=== What the task requires ===
The required result is the number of lines in this material containing the word "move". Write that number and no other text.

=== Information shown ===
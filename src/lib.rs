#![cfg(target_arch = "wasm32")]
use folio_core::PresentationLayer;
use gloo_events::EventListener;
use std::cell::RefCell;
use std::rc::Rc;
use wasm_bindgen::prelude::*;
use wasm_bindgen_futures::{spawn_local, JsFuture};
use web_sys as web;

mod constants;
mod dom;
mod events;
mod frame;
mod motion;
mod render;
mod style;

/// Everything acquired at mount. Dropping it releases every listener, stops
/// the frame loop and returns the trackers to idle.
struct Mount {
    layer: events::SharedLayer,
    _listeners: Vec<EventListener>,
    _frames: frame::FrameLoop,
}

impl Drop for Mount {
    fn drop(&mut self) {
        self.layer.borrow_mut().unmount();
        log::info!("[mount] released");
    }
}

thread_local! {
    static MOUNT: RefCell<Option<Mount>> = const { RefCell::new(None) };
}

#[wasm_bindgen(start)]
pub fn start() -> Result<(), JsValue> {
    console_error_panic_hook::set_once();
    console_log::init_with_level(log::Level::Info).ok();
    log::info!("folio-web starting");
    mount();
    Ok(())
}

/// Attach the interaction layer to the current document. No-op when mounted.
#[wasm_bindgen]
pub fn mount() {
    spawn_local(async move {
        if let Err(e) = init().await {
            log::error!("init error: {:?}", e);
        }
    });
}

/// Tear the interaction layer down, e.g. before a client-side navigation.
#[wasm_bindgen]
pub fn unmount() {
    let mount = MOUNT.with(|m| m.borrow_mut().take());
    drop(mount);
}

async fn dom_ready(document: &web::Document) -> anyhow::Result<()> {
    if document.ready_state() != "loading" {
        return Ok(());
    }
    let target = document.clone();
    let ready = js_sys::Promise::new(&mut |resolve, _reject| {
        EventListener::once(&target, "DOMContentLoaded", move |_| {
            _ = resolve.call0(&JsValue::NULL);
        })
        .forget();
    });
    JsFuture::from(ready)
        .await
        .map_err(|e| anyhow::anyhow!("{:?}", e))?;
    Ok(())
}

async fn init() -> anyhow::Result<()> {
    let window = web::window().ok_or_else(|| anyhow::anyhow!("no window"))?;
    let document = window
        .document()
        .ok_or_else(|| anyhow::anyhow!("no document"))?;
    dom_ready(&document).await?;

    if MOUNT.with(|m| m.borrow().is_some()) {
        log::debug!("[mount] already mounted");
        return Ok(());
    }

    let config = dom::read_config(&document);
    let motion = motion::detect(&window);
    let layer: events::SharedLayer =
        Rc::new(RefCell::new(PresentationLayer::new(&config, motion.as_ref())));
    layer.borrow_mut().mount(dom::scroll_metrics(&document));

    let mut listeners = Vec::new();
    listeners.extend(events::wire_pointer(&window, &document, &layer));
    listeners.extend(events::wire_scroll(&window, &document, &layer));
    listeners.extend(events::wire_hoverables(
        &document,
        &config.hoverable_selector,
        &layer,
    ));
    match dom::html_element_by_id(&document, &config.hero_element_id) {
        Some(hero) => {
            listeners.extend(events::wire_hero(&hero, &layer));
            log::info!("[hero] tilt bound to #{}", config.hero_element_id);
        }
        None => log::info!("[hero] #{} not found; tilt inactive", config.hero_element_id),
    }

    let surfaces = render::Surfaces::locate(&document, &config);
    let frames = frame::FrameLoop::start(&window, frame::FrameContext::new(layer.clone(), surfaces));

    log::info!("[mount] {} listeners", listeners.len());
    MOUNT.with(|m| {
        *m.borrow_mut() = Some(Mount {
            layer,
            _listeners: listeners,
            _frames: frames,
        })
    });
    Ok(())
}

=== Task result ===
2